Return, word for word, the lines of the listing below from the one with "pub enum TransitionError" through the one with "load and commit.", and no other lines.

⁂

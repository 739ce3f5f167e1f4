//! # Bounty Records
//!
//! The bounty entity and its pure transition function.

use std::collections::BTreeSet;

use serde::{Deserialize, Serialize};
use thiserror::Error;

use nebula_core::{ActorId, BountyId, Reward, Timestamp, ValidationError};

use crate::lifecycle::{BountyStatus, Guard, SideEffect};

// ─── Errors ──────────────────────────────────────────────────────────

/// Errors produced by the lifecycle state machine.
#[derive(Error, Debug, Clone, PartialEq)]
pub enum LifecycleError {
    /// The `(from, to)` pair is not an edge of the transition table.
    #[error("invalid bounty transition: {from} -> {to}")]
    InvalidTransition {
        /// Current state.
        from: BountyStatus,
        /// Attempted target state.
        to: BountyStatus,
    },

    /// The edge exists but the acting actor does not satisfy its guard.
    #[error("{actor} may not move a bounty from {from} to {to}: requires {guard}")]
    GuardRejected {
        /// Current state.
        from: BountyStatus,
        /// Attempted target state.
        to: BountyStatus,
        /// The actor that attempted the transition.
        actor: ActorId,
        /// The guard that rejected it.
        guard: Guard,
    },
}

// ─── New Bounty ──────────────────────────────────────────────────────

/// The caller-supplied fields of a bounty. The store assigns `id` and
/// `created_at`; the status always starts at `open`.
#[derive(Debug, Clone, PartialEq, Serialize, Deserialize)]
pub struct NewBounty {
    pub title: String,
    pub description: String,
    pub reward: Reward,
    pub deadline: Option<Timestamp>,
    pub creator_id: ActorId,
    #[serde(default)]
    pub tags: BTreeSet<String>,
}

// ─── Bounty ──────────────────────────────────────────────────────────

/// A task record with a reward and a lifecycle status.
#[derive(Debug, Clone, PartialEq, Serialize, Deserialize)]
pub struct Bounty {
    /// Unique identifier, assigned by the store.
    pub id: BountyId,
    pub title: String,
    pub description: String,
    pub reward: Reward,
    /// Current lifecycle state.
    pub status: BountyStatus,
    /// Immutable creation time.
    pub created_at: Timestamp,
    /// Optional deadline, never before `created_at`.
    pub deadline: Option<Timestamp>,
    /// Immutable creator reference.
    pub creator_id: ActorId,
    /// Set on the transition into `in-progress` and never cleared.
    pub worker_id: Option<ActorId>,
    pub tags: BTreeSet<String>,
}

impl Bounty {
    /// Build a freshly created bounty in the `open` state.
    ///
    /// Rejects a deadline that precedes `created_at`.
    pub fn open(id: BountyId, created_at: Timestamp, new: NewBounty) -> Result<Self, ValidationError> {
        if let Some(deadline) = new.deadline {
            if deadline < created_at {
                return Err(ValidationError::DeadlineBeforeCreation {
                    deadline: deadline.to_iso8601(),
                    created_at: created_at.to_iso8601(),
                });
            }
        }
        Ok(Self {
            id,
            title: new.title,
            description: new.description,
            reward: new.reward,
            status: BountyStatus::Open,
            created_at,
            deadline: new.deadline,
            creator_id: new.creator_id,
            worker_id: None,
            tags: new.tags,
        })
    }

    /// Apply the transition `self.status → to` on behalf of `actor`.
    ///
    /// Returns the updated bounty without touching `self`. Fails with
    /// [`LifecycleError::InvalidTransition`] for pairs outside the table and
    /// [`LifecycleError::GuardRejected`] when the actor lacks the role the
    /// edge requires.
    pub fn transition(&self, to: BountyStatus, actor: &ActorId) -> Result<Bounty, LifecycleError> {
        let from = self.status;
        let edge = from
            .edge_to(to)
            .ok_or(LifecycleError::InvalidTransition { from, to })?;

        if !edge
            .guard
            .permits(actor, &self.creator_id, self.worker_id.as_ref())
        {
            return Err(LifecycleError::GuardRejected {
                from,
                to,
                actor: actor.clone(),
                guard: edge.guard,
            });
        }

        let mut next = self.clone();
        next.status = to;
        if edge.effect == SideEffect::AssignWorker {
            next.worker_id = Some(actor.clone());
        }
        Ok(next)
    }

    /// Whether `actor` is the creator of this bounty.
    pub fn is_creator(&self, actor: &ActorId) -> bool {
        &self.creator_id == actor
    }

    /// Whether `actor` is the assigned worker.
    pub fn is_worker(&self, actor: &ActorId) -> bool {
        self.worker_id.as_ref() == Some(actor)
    }

    /// Whether the reward has been marked payable.
    pub fn reward_payable(&self) -> bool {
        self.status == BountyStatus::Completed
    }

    /// `worker_id` must be unset while the bounty is open.
    pub fn satisfies_worker_invariant(&self) -> bool {
        self.status != BountyStatus::Open || self.worker_id.is_none()
    }
}

// ─── Tests ───────────────────────────────────────────────────────────
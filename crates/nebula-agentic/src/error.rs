//! # Interpretation Errors
//!
//! Every failure a command can end in. None is fatal: the interpreter
//! renders each into a response string.

use thiserror::Error;

use nebula_core::BountyId;
use nebula_state::{BountyStatus, LifecycleError};
use nebula_store::StoreError;

use crate::authorization::Denial;
use crate::extract::ExtractionError;
use crate::intent::Intent;

/// Failure of one command.
#[derive(Error, Debug)]
pub enum InterpretError {
    /// A required parameter was missing or invalid.
    #[error(transparent)]
    Extraction(#[from] ExtractionError),

    /// The actor may not run this command against this target.
    #[error(transparent)]
    NotAuthorized(#[from] Denial),

    /// The lifecycle table or the committed status rejected the move.
    #[error("bounty {bounty_id} cannot move from {current} to {attempted}")]
    InvalidTransition {
        bounty_id: BountyId,
        title: String,
        current: BountyStatus,
        attempted: BountyStatus,
    },

    /// The intent is recognized but has no command-driven action.
    #[error("{intent} is not supported via commands")]
    Unsupported {
        intent: Intent,
        bounty_id: Option<BountyId>,
    },

    /// The store failed.
    #[error("store failure: {0}")]
    Internal(#[from] StoreError),
}

impl InterpretError {
    /// Stable machine-readable kind. Labels the `command refused` log line
    /// and `nebula_commands_refused_total`.
    pub fn kind(&self) -> &'static str {
        match self {
            Self::Extraction(_) => "extraction",
            Self::NotAuthorized(_) => "not_authorized",
            Self::InvalidTransition { .. } => "invalid_transition",
            Self::Unsupported { .. } => "unsupported",
            Self::Internal(_) => "internal",
        }
    }
}

/// Failure of a lifecycle transition committed through
/// [`crate::dispatch::transition_bounty`].
#[derive(Error, Debug, Clone, PartialEq)]
pub enum TransitionError {
    /// No bounty with this id.
    #[error("bounty {0} not found")]
    NotFound(BountyId),

    /// The state machine refused the move.
    #[error(transparent)]
    Rejected(#[from] LifecycleError),

    /// The status changed between load and commit.
    #[error("bounty {id} is now {actual}, expected {expected}")]
    Stale {
        id: BountyId,
        expected: BountyStatus,
        actual: BountyStatus,
    },

    /// The store failed.
    #[error(transparent)]
    Store(StoreError),
}

impl From<StoreError> for TransitionError {
    fn from(err: StoreError) -> Self {
        match err {
            StoreError::StatusChanged {
                id,
                expected,
                actual,
            } => Self::Stale {
                id,
                expected,
                actual,
            },
            StoreError::NotFound(id) => Self::NotFound(id),
            other => Self::Store(other),
        }
    }
}
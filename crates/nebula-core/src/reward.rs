//! # Reward Amounts
//!
//! A bounty reward in ETH. Settlement is out of scope; the amount is a
//! label carried through the lifecycle and echoed back in responses.

use serde::{Deserialize, Serialize};

use crate::error::ValidationError;

/// A finite, non-negative ETH amount.
#[derive(Debug, Clone, Copy, PartialEq, PartialOrd, Serialize, Deserialize)]
#[serde(try_from = "f64", into = "f64")]
pub struct Reward(f64);

impl Reward {
    /// Reward used when a command does not name one.
    pub const DEFAULT_ETH: f64 = 0.5;

    /// Validate an amount in ETH.
    pub fn new(eth: f64) -> Result<Self, ValidationError> {
        if !eth.is_finite() || eth.is_sign_negative() {
            return Err(ValidationError::InvalidReward(eth));
        }
        Ok(Self(eth))
    }

    /// The default command reward (0.5 ETH).
    pub fn default_command_reward() -> Self {
        Self(Self::DEFAULT_ETH)
    }

    /// The amount in ETH.
    pub fn eth(&self) -> f64 {
        self.0
    }
}

impl TryFrom<f64> for Reward {
    type Error = ValidationError;

    fn try_from(value: f64) -> Result<Self, Self::Error> {
        Self::new(value)
    }
}

impl From<Reward> for f64 {
    fn from(reward: Reward) -> Self {
        reward.0
    }
}

/// Renders the bare amount (`0.5`, `1.2`, `2`), without the unit.
impl std::fmt::Display for Reward {
    fn fmt(&self, f: &mut std::fmt::Formatter<'_>) -> std::fmt::Result {
        write!(f, "{}", self.0)
    }
}
//! # Response Synthesis
//!
//! Renders a dispatch result as the single response string shown to the
//! user. Refusals name the specific reason rather than a generic error.

use std::fmt::Write;

use nebula_state::{Bounty, BountyStatus};

use crate::authorization::Denial;
use crate::dispatch::Outcome;
use crate::error::InterpretError;
use crate::extract::ExtractionError;
use crate::intent::Intent;

pub const GUIDANCE: &str = "I'm not sure how to process that command. Try asking me to create a bounty, check status, or approve a submission.";

pub const INTERNAL_ERROR: &str =
    "Sorry, I encountered an error processing your command. Please try again.";

const SPECIFY_BOUNTY: &str = "Please specify a valid bounty ID and ensure you're logged in.";

const NOT_OWNER: &str =
    "You either don't have permission to approve this bounty, or the bounty ID is invalid.";

/// Render the result of one command.
pub fn render(result: &Result<Outcome, InterpretError>) -> String {
    match result {
        Ok(outcome) => render_outcome(outcome),
        Err(err) => render_error(err),
    }
}

fn render_outcome(outcome: &Outcome) -> String {
    match outcome {
        Outcome::Created(b) => format!(
            "Created a new bounty: \"{}\" with a reward of {} ETH. The bounty ID is {}.",
            b.title, b.reward, b.id
        ),
        Outcome::Status { created, working } => status_summary(created, working),
        Outcome::Approved(b) => format!(
            "Approved bounty \"{}\". The reward of {} ETH will be released to the worker.",
            b.title, b.reward
        ),
        Outcome::Unrecognized => GUIDANCE.to_string(),
    }
}

fn status_summary(created: &[Bounty], working: &[Bounty]) -> String {
    let mut out = format!(
        "You have {} created bounties and {} bounties you're working on.\n\n",
        created.len(),
        working.len()
    );
    if !created.is_empty() {
        out.push_str("Created bounties:\n");
        push_lines(&mut out, created);
        out.push('\n');
    }
    if !working.is_empty() {
        out.push_str("Working bounties:\n");
        push_lines(&mut out, working);
    }
    out
}

fn push_lines(out: &mut String, bounties: &[Bounty]) {
    for b in bounties {
        // Writing to a String cannot fail.
        let _ = writeln!(out, "- {} ({})", b.title, b.status);
    }
}

fn render_error(err: &InterpretError) -> String {
    match err {
        InterpretError::Extraction(ExtractionError::MissingBountyId) => SPECIFY_BOUNTY.to_string(),
        InterpretError::Extraction(ExtractionError::InvalidReward(raw)) => format!(
            "The reward \"{raw}\" is not a valid amount. Rewards must be a non-negative number of ETH."
        ),
        InterpretError::NotAuthorized(Denial::NotLoggedIn { intent }) => match intent {
            Intent::Create => "You need to be logged in to create bounties.".to_string(),
            Intent::Check => "You need to be logged in to check bounty status.".to_string(),
            Intent::Approve => SPECIFY_BOUNTY.to_string(),
            _ => "You need to be logged in to do that.".to_string(),
        },
        InterpretError::NotAuthorized(Denial::NotOwner { .. }) => NOT_OWNER.to_string(),
        InterpretError::InvalidTransition {
            title,
            current,
            attempted: BountyStatus::Completed,
            ..
        } => format!(
            "Cannot approve bounty \"{title}\" because it's not in the pending review state (current state: {current})."
        ),
        InterpretError::InvalidTransition {
            title,
            current,
            attempted,
            ..
        } => format!("Cannot move bounty \"{title}\" from {current} to {attempted}."),
        InterpretError::Unsupported {
            intent: Intent::Reject,
            bounty_id,
        } => match bounty_id {
            Some(id) => format!(
                "Rejecting submissions is not supported via commands. Open bounty {id} to raise a dispute instead."
            ),
            None => "Rejecting submissions is not supported via commands. Open the bounty to raise a dispute instead.".to_string(),
        },
        InterpretError::Unsupported { intent, .. } => {
            format!("The {intent} command is not supported via commands yet. Use the bounty page instead.")
        }
        InterpretError::Internal(_) => INTERNAL_ERROR.to_string(),
    }
}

⁂

--- RESPONSE TO THIS EXERCISE ---
pub enum TransitionError {
    /// No bounty with this id.
    #[error("bounty {0} not found")]
    NotFound(BountyId),

    /// The state machine refused the move.
    #[error(transparent)]
    Rejected(#[from] LifecycleError),

    /// The status changed between load and commit.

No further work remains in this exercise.